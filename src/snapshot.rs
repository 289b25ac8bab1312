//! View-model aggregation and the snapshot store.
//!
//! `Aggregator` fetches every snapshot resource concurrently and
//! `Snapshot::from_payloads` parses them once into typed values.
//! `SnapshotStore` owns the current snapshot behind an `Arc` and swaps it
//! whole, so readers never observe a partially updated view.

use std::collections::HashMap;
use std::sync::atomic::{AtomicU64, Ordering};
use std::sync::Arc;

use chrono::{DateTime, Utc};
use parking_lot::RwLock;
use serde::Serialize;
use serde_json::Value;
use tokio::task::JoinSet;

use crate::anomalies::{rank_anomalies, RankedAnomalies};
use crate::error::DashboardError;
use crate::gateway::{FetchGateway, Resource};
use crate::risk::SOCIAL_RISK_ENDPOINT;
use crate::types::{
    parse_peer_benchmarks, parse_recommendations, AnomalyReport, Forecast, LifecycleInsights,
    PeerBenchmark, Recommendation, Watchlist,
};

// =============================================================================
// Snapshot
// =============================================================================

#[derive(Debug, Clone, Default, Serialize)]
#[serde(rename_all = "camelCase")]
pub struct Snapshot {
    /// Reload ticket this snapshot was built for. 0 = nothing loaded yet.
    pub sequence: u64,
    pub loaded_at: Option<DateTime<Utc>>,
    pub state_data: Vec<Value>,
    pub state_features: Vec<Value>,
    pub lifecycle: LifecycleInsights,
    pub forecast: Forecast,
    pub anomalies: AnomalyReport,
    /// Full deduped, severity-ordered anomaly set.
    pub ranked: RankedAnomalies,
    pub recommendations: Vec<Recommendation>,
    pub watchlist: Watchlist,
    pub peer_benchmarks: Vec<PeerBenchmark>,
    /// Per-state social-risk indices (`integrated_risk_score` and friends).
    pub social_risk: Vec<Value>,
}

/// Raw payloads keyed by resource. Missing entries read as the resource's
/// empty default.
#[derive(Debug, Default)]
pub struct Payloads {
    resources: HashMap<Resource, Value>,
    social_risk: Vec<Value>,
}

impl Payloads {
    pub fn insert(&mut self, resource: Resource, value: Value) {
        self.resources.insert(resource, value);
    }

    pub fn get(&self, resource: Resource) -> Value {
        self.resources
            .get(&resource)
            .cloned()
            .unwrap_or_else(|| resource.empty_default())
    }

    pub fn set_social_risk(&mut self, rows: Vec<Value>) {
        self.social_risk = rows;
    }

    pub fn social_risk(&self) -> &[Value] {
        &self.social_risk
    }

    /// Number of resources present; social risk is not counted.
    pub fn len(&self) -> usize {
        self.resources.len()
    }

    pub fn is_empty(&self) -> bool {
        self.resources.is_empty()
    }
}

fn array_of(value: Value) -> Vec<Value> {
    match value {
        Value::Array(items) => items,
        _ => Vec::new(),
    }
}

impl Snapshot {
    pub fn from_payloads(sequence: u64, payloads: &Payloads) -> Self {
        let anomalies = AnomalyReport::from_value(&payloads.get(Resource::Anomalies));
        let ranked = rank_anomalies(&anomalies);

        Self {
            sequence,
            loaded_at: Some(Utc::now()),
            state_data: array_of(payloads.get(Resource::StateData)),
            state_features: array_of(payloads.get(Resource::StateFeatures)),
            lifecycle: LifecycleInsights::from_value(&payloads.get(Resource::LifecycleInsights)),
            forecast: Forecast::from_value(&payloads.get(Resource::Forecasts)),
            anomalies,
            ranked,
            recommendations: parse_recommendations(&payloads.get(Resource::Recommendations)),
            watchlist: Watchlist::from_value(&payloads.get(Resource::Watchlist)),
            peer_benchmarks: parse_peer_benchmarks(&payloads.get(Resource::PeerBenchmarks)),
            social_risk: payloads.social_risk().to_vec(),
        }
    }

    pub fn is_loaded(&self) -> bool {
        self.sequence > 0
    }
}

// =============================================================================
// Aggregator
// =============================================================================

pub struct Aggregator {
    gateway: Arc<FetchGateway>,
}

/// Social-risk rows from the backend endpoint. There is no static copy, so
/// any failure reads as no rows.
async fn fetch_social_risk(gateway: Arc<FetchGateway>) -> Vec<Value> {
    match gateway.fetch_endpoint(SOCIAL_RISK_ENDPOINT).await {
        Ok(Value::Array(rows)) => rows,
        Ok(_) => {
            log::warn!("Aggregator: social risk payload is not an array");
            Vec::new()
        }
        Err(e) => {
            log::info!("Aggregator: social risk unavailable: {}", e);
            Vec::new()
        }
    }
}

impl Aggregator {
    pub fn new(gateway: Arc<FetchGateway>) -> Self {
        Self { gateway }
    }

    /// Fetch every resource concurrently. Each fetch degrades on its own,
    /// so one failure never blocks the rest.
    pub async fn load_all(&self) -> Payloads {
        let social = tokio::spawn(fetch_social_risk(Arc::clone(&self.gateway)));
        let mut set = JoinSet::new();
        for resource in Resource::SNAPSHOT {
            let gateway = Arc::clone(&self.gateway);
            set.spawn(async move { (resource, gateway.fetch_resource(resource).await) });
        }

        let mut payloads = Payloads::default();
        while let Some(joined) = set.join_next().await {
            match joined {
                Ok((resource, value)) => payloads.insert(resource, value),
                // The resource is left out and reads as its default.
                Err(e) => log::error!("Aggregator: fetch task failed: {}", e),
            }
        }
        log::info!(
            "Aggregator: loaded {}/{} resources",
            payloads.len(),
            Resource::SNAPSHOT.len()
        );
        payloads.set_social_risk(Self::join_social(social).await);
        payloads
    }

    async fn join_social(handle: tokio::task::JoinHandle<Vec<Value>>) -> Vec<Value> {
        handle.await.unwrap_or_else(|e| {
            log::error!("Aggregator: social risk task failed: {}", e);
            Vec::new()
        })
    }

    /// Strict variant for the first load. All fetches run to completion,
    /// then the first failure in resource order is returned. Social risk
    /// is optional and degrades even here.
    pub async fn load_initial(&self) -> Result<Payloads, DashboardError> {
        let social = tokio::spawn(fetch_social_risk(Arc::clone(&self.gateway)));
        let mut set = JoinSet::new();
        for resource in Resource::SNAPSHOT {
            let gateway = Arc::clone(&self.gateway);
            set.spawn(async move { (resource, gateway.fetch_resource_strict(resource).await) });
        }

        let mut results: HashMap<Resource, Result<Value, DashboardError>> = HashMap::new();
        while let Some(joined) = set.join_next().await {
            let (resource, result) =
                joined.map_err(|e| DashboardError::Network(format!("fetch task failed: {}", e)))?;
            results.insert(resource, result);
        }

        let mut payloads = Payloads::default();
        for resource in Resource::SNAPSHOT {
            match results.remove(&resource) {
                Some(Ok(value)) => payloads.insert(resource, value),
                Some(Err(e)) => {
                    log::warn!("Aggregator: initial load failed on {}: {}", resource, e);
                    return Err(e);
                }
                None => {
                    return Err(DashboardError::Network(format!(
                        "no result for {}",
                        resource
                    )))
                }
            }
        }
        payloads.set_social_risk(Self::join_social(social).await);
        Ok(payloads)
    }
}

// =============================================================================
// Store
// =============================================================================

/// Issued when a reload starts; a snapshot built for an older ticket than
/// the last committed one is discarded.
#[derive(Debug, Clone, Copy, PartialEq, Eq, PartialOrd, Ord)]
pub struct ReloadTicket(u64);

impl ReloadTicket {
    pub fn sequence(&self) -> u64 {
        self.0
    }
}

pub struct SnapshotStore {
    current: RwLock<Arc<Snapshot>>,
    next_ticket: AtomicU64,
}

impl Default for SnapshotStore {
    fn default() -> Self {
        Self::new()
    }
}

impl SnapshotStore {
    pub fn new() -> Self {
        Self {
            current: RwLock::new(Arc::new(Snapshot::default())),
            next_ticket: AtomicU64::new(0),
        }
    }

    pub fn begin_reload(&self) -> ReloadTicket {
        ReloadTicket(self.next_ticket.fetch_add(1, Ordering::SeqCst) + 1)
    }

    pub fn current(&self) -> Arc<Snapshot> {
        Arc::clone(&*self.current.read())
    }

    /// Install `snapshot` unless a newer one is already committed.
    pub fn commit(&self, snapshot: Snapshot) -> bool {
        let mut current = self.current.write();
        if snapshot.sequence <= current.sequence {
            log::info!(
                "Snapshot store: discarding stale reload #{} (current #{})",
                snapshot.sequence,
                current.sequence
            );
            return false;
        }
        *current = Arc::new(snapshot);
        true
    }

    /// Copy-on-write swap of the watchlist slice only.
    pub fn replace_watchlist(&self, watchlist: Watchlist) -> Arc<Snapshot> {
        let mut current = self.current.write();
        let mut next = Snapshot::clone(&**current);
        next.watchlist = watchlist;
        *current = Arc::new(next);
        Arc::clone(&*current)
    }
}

··········

### EXERCISE
Beginning at the line with "use parking_lot::RwLock;" and ending at the line with "pub fn len(&self)", reproduce each line of the data above exactly, and add no other lines.

### RESULT OF THE TASK
use parking_lot::RwLock;
use serde::Serialize;
use serde_json::Value;
use tokio::task::JoinSet;

use crate::anomalies::{rank_anomalies, RankedAnomalies};
use crate::error::DashboardError;
use crate::gateway::{FetchGateway, Resource};
use crate::risk::SOCIAL_RISK_ENDPOINT;
use crate::types::{
    parse_peer_benchmarks, parse_recommendations, AnomalyReport, Forecast, LifecycleInsights,
    PeerBenchmark, Recommendation, Watchlist,
};

// =============================================================================
// Snapshot
// =============================================================================

#[derive(Debug, Clone, Default, Serialize)]
#[serde(rename_all = "camelCase")]
pub struct Snapshot {
    /// Reload ticket this snapshot was built for. 0 = nothing loaded yet.
    pub sequence: u64,
    pub loaded_at: Option<DateTime<Utc>>,
    pub state_data: Vec<Value>,
    pub state_features: Vec<Value>,
    pub lifecycle: LifecycleInsights,
    pub forecast: Forecast,
    pub anomalies: AnomalyReport,
    /// Full deduped, severity-ordered anomaly set.
    pub ranked: RankedAnomalies,
    pub recommendations: Vec<Recommendation>,
    pub watchlist: Watchlist,
    pub peer_benchmarks: Vec<PeerBenchmark>,
    /// Per-state social-risk indices (`integrated_risk_score` and friends).
    pub social_risk: Vec<Value>,
}

/// Raw payloads keyed by resource. Missing entries read as the resource's
/// empty default.
#[derive(Debug, Default)]
pub struct Payloads {
    resources: HashMap<Resource, Value>,
    social_risk: Vec<Value>,
}

impl Payloads {
    pub fn insert(&mut self, resource: Resource, value: Value) {
        self.resources.insert(resource, value);
    }

    pub fn get(&self, resource: Resource) -> Value {
        self.resources
            .get(&resource)
            .cloned()
            .unwrap_or_else(|| resource.empty_default())
    }

    pub fn set_social_risk(&mut self, rows: Vec<Value>) {
        self.social_risk = rows;
    }

    pub fn social_risk(&self) -> &[Value] {
        &self.social_risk
    }

    /// Number of resources present; social risk is not counted.
    pub fn len(&self) -> usize {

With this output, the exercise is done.